> _ABOUT THIS TASK_
Would you please copy every line from the records that contains the word "callback"?

> _ENTRIES SUPPLIED_

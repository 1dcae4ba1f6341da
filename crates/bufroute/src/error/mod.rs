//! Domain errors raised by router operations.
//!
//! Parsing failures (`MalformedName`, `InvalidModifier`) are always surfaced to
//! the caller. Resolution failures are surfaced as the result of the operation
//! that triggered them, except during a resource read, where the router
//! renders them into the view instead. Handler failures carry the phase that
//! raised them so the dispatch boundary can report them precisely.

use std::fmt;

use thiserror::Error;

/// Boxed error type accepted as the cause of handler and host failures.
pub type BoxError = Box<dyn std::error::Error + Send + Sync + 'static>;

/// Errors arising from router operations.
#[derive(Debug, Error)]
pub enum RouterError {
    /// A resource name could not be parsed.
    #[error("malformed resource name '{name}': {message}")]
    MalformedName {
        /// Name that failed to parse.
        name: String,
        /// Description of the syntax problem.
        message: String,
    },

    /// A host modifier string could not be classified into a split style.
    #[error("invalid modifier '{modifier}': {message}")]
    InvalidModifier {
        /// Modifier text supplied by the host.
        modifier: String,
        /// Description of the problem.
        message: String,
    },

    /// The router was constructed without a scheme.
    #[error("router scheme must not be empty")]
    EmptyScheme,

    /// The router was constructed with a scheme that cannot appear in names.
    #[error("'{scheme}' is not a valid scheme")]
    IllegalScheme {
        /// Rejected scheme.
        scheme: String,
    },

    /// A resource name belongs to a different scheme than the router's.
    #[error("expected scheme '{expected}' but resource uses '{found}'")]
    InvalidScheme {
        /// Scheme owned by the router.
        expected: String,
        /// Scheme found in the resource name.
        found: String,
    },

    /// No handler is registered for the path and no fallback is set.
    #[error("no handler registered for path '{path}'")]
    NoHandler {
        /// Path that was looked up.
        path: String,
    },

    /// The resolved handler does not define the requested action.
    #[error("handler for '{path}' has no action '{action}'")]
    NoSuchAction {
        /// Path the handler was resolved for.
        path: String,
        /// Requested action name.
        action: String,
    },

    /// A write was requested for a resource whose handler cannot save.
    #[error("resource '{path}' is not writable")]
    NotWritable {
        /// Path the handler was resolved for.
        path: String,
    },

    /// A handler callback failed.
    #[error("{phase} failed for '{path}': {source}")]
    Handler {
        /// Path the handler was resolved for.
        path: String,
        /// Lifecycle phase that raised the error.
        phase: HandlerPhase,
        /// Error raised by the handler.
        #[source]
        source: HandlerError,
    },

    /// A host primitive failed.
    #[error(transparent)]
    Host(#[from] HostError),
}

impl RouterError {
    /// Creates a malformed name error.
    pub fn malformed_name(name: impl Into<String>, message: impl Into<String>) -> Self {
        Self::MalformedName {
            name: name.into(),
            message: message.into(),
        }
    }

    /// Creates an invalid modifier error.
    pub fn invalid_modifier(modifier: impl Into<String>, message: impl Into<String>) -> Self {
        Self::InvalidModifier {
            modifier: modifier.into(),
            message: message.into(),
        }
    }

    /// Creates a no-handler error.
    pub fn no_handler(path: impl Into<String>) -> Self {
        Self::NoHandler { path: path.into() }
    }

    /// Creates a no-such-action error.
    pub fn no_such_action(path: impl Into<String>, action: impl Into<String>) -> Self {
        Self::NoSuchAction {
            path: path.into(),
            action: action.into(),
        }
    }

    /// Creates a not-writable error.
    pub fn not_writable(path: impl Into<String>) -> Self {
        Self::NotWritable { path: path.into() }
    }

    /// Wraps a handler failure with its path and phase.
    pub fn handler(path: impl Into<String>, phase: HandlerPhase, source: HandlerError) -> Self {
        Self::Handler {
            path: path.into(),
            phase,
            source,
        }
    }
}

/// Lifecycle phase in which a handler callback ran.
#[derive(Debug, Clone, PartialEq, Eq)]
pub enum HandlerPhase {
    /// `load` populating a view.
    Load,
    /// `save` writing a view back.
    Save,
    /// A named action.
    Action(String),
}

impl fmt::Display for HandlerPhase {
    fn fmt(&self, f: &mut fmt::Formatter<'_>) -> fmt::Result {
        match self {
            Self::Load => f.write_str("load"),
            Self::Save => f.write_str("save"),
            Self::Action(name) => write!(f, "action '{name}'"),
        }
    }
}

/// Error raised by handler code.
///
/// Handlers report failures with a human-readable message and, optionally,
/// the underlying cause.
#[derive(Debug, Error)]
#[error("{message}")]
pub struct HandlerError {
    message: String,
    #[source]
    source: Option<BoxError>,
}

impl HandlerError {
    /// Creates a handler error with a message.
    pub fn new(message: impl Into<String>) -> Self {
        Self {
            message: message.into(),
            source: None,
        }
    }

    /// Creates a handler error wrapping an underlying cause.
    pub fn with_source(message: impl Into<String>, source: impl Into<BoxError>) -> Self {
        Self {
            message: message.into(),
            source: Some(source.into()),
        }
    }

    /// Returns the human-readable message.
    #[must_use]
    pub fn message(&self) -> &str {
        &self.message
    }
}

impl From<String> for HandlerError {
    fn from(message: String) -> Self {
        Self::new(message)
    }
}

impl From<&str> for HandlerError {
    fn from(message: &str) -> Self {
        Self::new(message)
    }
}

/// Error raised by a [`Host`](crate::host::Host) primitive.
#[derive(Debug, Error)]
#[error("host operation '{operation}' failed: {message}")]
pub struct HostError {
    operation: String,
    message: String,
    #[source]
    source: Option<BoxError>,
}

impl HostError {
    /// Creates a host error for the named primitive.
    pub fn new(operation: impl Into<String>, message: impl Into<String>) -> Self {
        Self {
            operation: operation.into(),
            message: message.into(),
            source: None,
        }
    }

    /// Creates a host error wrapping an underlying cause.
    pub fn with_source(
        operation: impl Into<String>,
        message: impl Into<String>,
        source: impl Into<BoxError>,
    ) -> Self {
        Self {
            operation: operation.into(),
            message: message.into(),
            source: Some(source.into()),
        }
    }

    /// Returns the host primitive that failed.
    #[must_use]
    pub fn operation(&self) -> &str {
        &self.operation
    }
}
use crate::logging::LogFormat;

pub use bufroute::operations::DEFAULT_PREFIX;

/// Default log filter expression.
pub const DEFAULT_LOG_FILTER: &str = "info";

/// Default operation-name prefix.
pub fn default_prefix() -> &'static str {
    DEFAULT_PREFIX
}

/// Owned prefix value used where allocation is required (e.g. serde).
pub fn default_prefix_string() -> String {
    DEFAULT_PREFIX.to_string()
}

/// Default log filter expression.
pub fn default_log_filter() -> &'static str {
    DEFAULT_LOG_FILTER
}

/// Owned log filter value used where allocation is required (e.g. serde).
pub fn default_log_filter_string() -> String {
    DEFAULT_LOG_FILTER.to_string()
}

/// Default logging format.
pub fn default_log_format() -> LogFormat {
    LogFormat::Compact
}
* * *
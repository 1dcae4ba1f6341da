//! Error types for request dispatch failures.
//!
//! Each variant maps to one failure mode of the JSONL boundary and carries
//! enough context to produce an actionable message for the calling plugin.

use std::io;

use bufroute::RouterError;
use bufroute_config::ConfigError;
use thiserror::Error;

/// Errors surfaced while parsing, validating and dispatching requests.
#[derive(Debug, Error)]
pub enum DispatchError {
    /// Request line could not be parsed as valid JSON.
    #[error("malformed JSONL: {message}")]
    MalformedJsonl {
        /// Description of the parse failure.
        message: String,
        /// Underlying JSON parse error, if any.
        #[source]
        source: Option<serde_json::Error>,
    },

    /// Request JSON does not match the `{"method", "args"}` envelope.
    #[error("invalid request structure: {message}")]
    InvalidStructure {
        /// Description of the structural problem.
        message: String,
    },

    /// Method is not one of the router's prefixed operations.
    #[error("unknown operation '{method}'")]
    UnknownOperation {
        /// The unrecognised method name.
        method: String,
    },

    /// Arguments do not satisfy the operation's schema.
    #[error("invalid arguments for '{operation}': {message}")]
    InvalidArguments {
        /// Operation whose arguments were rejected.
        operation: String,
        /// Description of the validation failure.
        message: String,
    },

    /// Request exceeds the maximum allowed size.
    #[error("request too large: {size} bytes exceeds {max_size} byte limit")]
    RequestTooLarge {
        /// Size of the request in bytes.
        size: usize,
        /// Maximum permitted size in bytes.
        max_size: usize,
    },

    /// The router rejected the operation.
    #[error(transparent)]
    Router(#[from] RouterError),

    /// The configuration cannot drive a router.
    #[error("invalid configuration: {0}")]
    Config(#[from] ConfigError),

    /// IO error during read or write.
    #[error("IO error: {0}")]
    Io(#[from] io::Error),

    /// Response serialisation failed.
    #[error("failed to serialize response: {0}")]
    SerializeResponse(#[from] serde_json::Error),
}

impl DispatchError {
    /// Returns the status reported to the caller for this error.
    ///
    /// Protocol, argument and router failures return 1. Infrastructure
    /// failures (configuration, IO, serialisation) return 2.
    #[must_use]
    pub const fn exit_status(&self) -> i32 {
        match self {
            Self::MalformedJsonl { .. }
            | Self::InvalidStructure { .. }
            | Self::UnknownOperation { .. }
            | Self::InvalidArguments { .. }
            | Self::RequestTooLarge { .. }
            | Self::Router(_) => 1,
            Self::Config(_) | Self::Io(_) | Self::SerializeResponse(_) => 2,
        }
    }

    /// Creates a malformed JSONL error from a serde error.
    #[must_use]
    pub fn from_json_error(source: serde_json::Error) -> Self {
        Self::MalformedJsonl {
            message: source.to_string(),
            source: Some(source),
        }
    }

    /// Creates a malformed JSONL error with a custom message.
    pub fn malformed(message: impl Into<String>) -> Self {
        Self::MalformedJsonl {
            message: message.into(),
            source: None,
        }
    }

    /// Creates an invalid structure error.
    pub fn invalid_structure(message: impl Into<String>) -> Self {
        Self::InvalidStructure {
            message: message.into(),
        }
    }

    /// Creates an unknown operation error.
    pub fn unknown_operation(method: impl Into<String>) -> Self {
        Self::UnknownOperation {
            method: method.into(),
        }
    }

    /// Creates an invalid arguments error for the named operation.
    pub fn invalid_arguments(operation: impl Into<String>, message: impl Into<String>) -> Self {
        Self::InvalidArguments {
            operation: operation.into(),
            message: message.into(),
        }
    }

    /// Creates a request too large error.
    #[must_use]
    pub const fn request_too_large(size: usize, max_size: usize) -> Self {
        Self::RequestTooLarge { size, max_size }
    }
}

> _ANSWER SECTION_
    /// A handler callback failed.
/// Lifecycle phase in which a handler callback ran.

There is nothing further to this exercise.